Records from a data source
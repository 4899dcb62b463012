use std::cmp::Ordering;
use std::collections::BTreeMap;
use std::fmt;
use std::str::FromStr;

use serde::Serialize;
use tracing::{debug, warn};

use crate::error::{Error, Result};
use crate::settings::{StoreSettings, VelocityTable};

/// Numeric identifier for a graph node, assigned by the store.
pub type NodeId = i64;

/// Numeric identifier for an edge, assigned by the store.
pub type EdgeId = i64;

/// Minimum Jaro-Winkler similarity for a name to be offered as a suggestion.
const SUGGESTION_THRESHOLD: f64 = 0.8;

/// World-space coordinate on a floor plan.
#[derive(Debug, Clone, Copy, PartialEq, Serialize)]
pub struct Point {
    pub x: f64,
    pub y: f64,
}

impl Point {
    pub const fn new(x: f64, y: f64) -> Self {
        Self { x, y }
    }

    /// Calculate the Euclidean distance to another point.
    pub fn distance_to(&self, other: &Self) -> f64 {
        let dx = self.x - other.x;
        let dy = self.y - other.y;
        (dx * dx + dy * dy).sqrt()
    }
}

/// Building floor. Only the ground and first floor are modelled.
#[derive(Debug, Clone, Copy, PartialEq, Eq, PartialOrd, Ord, Hash, Serialize)]
#[serde(rename_all = "snake_case")]
pub enum Floor {
    Ground,
    First,
}

impl Floor {
    /// Floor number as stored (0 or 1).
    pub fn number(self) -> i64 {
        match self {
            Floor::Ground => 0,
            Floor::First => 1,
        }
    }
}

impl TryFrom<i64> for Floor {
    type Error = Error;

    fn try_from(value: i64) -> Result<Self> {
        match value {
            0 => Ok(Floor::Ground),
            1 => Ok(Floor::First),
            floor => Err(Error::InvalidFloor { floor }),
        }
    }
}

impl fmt::Display for Floor {
    fn fmt(&self, f: &mut fmt::Formatter<'_>) -> fmt::Result {
        write!(f, "{}", self.number())
    }
}

/// Classification of a walkable connection, stored as a single character tag.
#[derive(Debug, Clone, Copy, PartialEq, Eq, PartialOrd, Ord, Hash, Serialize)]
#[serde(rename_all = "snake_case")]
pub enum EdgeType {
    /// `O`: outdoor path.
    Outside,
    /// `I`: indoor corridor.
    Inside,
    /// `C`: corridor that is commonly congested.
    Congested,
    /// `S`: staircase.
    Stairs,
    /// `L`: lift.
    Lift,
}

impl EdgeType {
    pub const ALL: [EdgeType; 5] = [
        EdgeType::Outside,
        EdgeType::Inside,
        EdgeType::Congested,
        EdgeType::Stairs,
        EdgeType::Lift,
    ];

    /// Single-character tag used by the store.
    pub fn tag(self) -> char {
        match self {
            EdgeType::Outside => 'O',
            EdgeType::Inside => 'I',
            EdgeType::Congested => 'C',
            EdgeType::Stairs => 'S',
            EdgeType::Lift => 'L',
        }
    }

    pub fn from_tag(tag: char) -> Result<Self> {
        EdgeType::ALL
            .into_iter()
            .find(|kind| kind.tag() == tag)
            .ok_or_else(|| Error::UnknownEdgeType {
                tag: tag.to_string(),
            })
    }
}

impl FromStr for EdgeType {
    type Err = Error;

    fn from_str(value: &str) -> Result<Self> {
        let mut chars = value.trim().chars();
        match (chars.next(), chars.next()) {
            (Some(tag), None) => EdgeType::from_tag(tag),
            _ => Err(Error::UnknownEdgeType {
                tag: value.to_string(),
            }),
        }
    }
}

impl fmt::Display for EdgeType {
    fn fmt(&self, f: &mut fmt::Formatter<'_>) -> fmt::Result {
        write!(f, "'{}'", self.tag())
    }
}

/// Point in the routing graph.
#[derive(Debug, Clone, PartialEq)]
pub struct Node {
    pub id: NodeId,
    pub position: Point,
    pub floor: Floor,
    pub name: Option<String>,
}

/// Weighted connection between two nodes.
///
/// One-way edges may only be traversed from `node_a` to `node_b`. Interior
/// `vertices` are ordered from `node_a` towards `node_b`.
#[derive(Debug, Clone, PartialEq)]
pub struct Edge {
    pub id: EdgeId,
    pub node_a: NodeId,
    pub node_b: NodeId,
    /// Real-world length in metres.
    pub weight: f64,
    pub edge_type: EdgeType,
    pub one_way: bool,
    pub vertices: Vec<Point>,
}

impl Edge {
    /// Whether this edge joins `a` and `b` in either direction.
    pub fn connects(&self, a: NodeId, b: NodeId) -> bool {
        (self.node_a == a && self.node_b == b) || (self.node_a == b && self.node_b == a)
    }

    /// The endpoint opposite `node`, if `node` is an endpoint.
    pub fn other_end(&self, node: NodeId) -> Option<NodeId> {
        if node == self.node_a {
            Some(self.node_b)
        } else if node == self.node_b {
            Some(self.node_a)
        } else {
            None
        }
    }

    /// Interior vertices in travel order when leaving from `from`.
    pub fn vertices_from(&self, from: NodeId) -> Vec<Point> {
        if from == self.node_a {
            self.vertices.clone()
        } else {
            self.vertices.iter().rev().copied().collect()
        }
    }
}

/// How a room is attached to the graph.
#[derive(Debug, Clone, PartialEq)]
pub enum RoomAttachment {
    /// The room sits on a node. `door` is set when the room has its own coordinate.
    Node { node: NodeId, door: Option<Point> },
    /// The room opens onto an edge. The connector leaves `door` at
    /// `connector_angle` degrees and meets the edge.
    Edge {
        edge: EdgeId,
        door: Point,
        connector_angle: f64,
    },
}

/// Routing destination that is not itself a graph node.
#[derive(Debug, Clone, PartialEq)]
pub struct Room {
    pub id: String,
    pub name: Option<String>,
    pub attachment: RoomAttachment,
}

impl Room {
    pub fn edge_attachment(&self) -> Option<(EdgeId, Point, f64)> {
        match self.attachment {
            RoomAttachment::Edge {
                edge,
                door,
                connector_angle,
            } => Some((edge, door, connector_angle)),
            RoomAttachment::Node { .. } => None,
        }
    }
}

/// Source of raw graph records and settings.
///
/// The SQLite store in [`crate::db`] is the production implementation.
pub trait GraphStore {
    fn nodes(&self) -> Result<Vec<Node>>;
    fn edges(&self) -> Result<Vec<Edge>>;
    fn rooms(&self) -> Result<Vec<Room>>;
    fn velocities(&self) -> Result<VelocityTable>;
    fn settings(&self) -> Result<StoreSettings>;
}

/// Immutable in-memory copy of the graph used for one routing session.
#[derive(Debug, Clone, Default)]
pub struct GraphSnapshot {
    nodes: BTreeMap<NodeId, Node>,
    edges: BTreeMap<EdgeId, Edge>,
    rooms: BTreeMap<String, Room>,
    velocities: VelocityTable,
    settings: StoreSettings,
}

impl GraphSnapshot {
    /// Assemble a snapshot, dropping edges and rooms that reference records
    /// missing from the snapshot.
    pub fn new(
        nodes: Vec<Node>,
        edges: Vec<Edge>,
        rooms: Vec<Room>,
        velocities: VelocityTable,
        settings: StoreSettings,
    ) -> Self {
        let nodes: BTreeMap<NodeId, Node> = nodes.into_iter().map(|n| (n.id, n)).collect();

        let mut skipped_edges = 0usize;
        let mut kept_edges = BTreeMap::new();
        for edge in edges {
            if !nodes.contains_key(&edge.node_a) || !nodes.contains_key(&edge.node_b) {
                skipped_edges += 1;
                continue;
            }
            kept_edges.insert(edge.id, edge);
        }

        let mut skipped_rooms = 0usize;
        let mut kept_rooms = BTreeMap::new();
        for room in rooms {
            let attached = match room.attachment {
                RoomAttachment::Node { node, .. } => nodes.contains_key(&node),
                RoomAttachment::Edge { edge, .. } => kept_edges.contains_key(&edge),
            };
            if !attached {
                skipped_rooms += 1;
                continue;
            }
            kept_rooms.insert(room.id.clone(), room);
        }

        if skipped_edges > 0 {
            warn!(skipped_edges, "ignored edges referencing unknown nodes");
        }
        if skipped_rooms > 0 {
            warn!(skipped_rooms, "ignored rooms attached to unknown nodes or edges");
        }
        debug!(
            nodes = nodes.len(),
            edges = kept_edges.len(),
            rooms = kept_rooms.len(),
            "graph snapshot assembled"
        );

        Self {
            nodes,
            edges: kept_edges,
            rooms: kept_rooms,
            velocities,
            settings,
        }
    }

    /// Read every record from a store into a snapshot.
    pub fn from_store(store: &impl GraphStore) -> Result<Self> {
        Ok(Self::new(
            store.nodes()?,
            store.edges()?,
            store.rooms()?,
            store.velocities()?,
            store.settings()?,
        ))
    }

    pub fn nodes(&self) -> impl Iterator<Item = &Node> {
        self.nodes.values()
    }

    pub fn edges(&self) -> impl Iterator<Item = &Edge> {
        self.edges.values()
    }

    pub fn rooms(&self) -> impl Iterator<Item = &Room> {
        self.rooms.values()
    }

    pub fn velocities(&self) -> &VelocityTable {
        &self.velocities
    }

    pub fn settings(&self) -> &StoreSettings {
        &self.settings
    }

    pub fn node(&self, id: NodeId) -> Result<&Node> {
        self.nodes.get(&id).ok_or(Error::UnknownNode { id })
    }

    pub fn edge(&self, id: EdgeId) -> Result<&Edge> {
        self.edges.get(&id).ok_or(Error::UnknownEdge { id })
    }

    pub fn room(&self, id: &str) -> Result<&Room> {
        self.rooms.get(id).ok_or_else(|| Error::UnknownRoom { id: id.to_string() })
    }

    /// Lowest-numbered edge joining `a` and `b` in either direction.
    pub fn edge_between(&self, a: NodeId, b: NodeId) -> Option<&Edge> {
        self.edges.values().find(|edge| edge.connects(a, b))
    }

    /// Floor a room is physically on. Edge rooms take the floor of the
    /// edge's first node.
    pub fn room_floor(&self, room: &Room) -> Result<Floor> {
        match room.attachment {
            RoomAttachment::Node { node, .. } => Ok(self.node(node)?.floor),
            RoomAttachment::Edge { edge, .. } => {
                let edge = self.edge(edge)?;
                Ok(self.node(edge.node_a)?.floor)
            }
        }
    }

    /// Room and node names most similar to `query`, best first.
    pub fn fuzzy_name_matches(&self, query: &str, limit: usize) -> Vec<String> {
        let needle = query.to_lowercase();
        let names = self
            .rooms
            .values()
            .flat_map(|room| std::iter::once(room.id.as_str()).chain(room.name.as_deref()))
            .chain(self.nodes.values().filter_map(|node| node.name.as_deref()));

        let mut scored: Vec<(f64, &str)> = names
            .map(|name| (strsim::jaro_winkler(&needle, &name.to_lowercase()), name))
            .filter(|(score, _)| *score >= SUGGESTION_THRESHOLD)
            .collect();
        scored.sort_by(|a, b| {
            b.0.partial_cmp(&a.0)
                .unwrap_or(Ordering::Equal)
                .then_with(|| a.1.cmp(b.1))
        });

        let mut suggestions: Vec<String> = Vec::new();
        for (_, name) in scored {
            if suggestions.len() == limit {
                break;
            }
            if !suggestions.iter().any(|existing| existing == name) {
                suggestions.push(name.to_string());
            }
        }
        suggestions
    }
}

**Assigned task**
The answer must consist of every line above that contains the word "scored".

**Written reply**
        let mut scored: Vec<(f64, &str)> = names
        scored.sort_by(|a, b| {
        for (_, name) in scored {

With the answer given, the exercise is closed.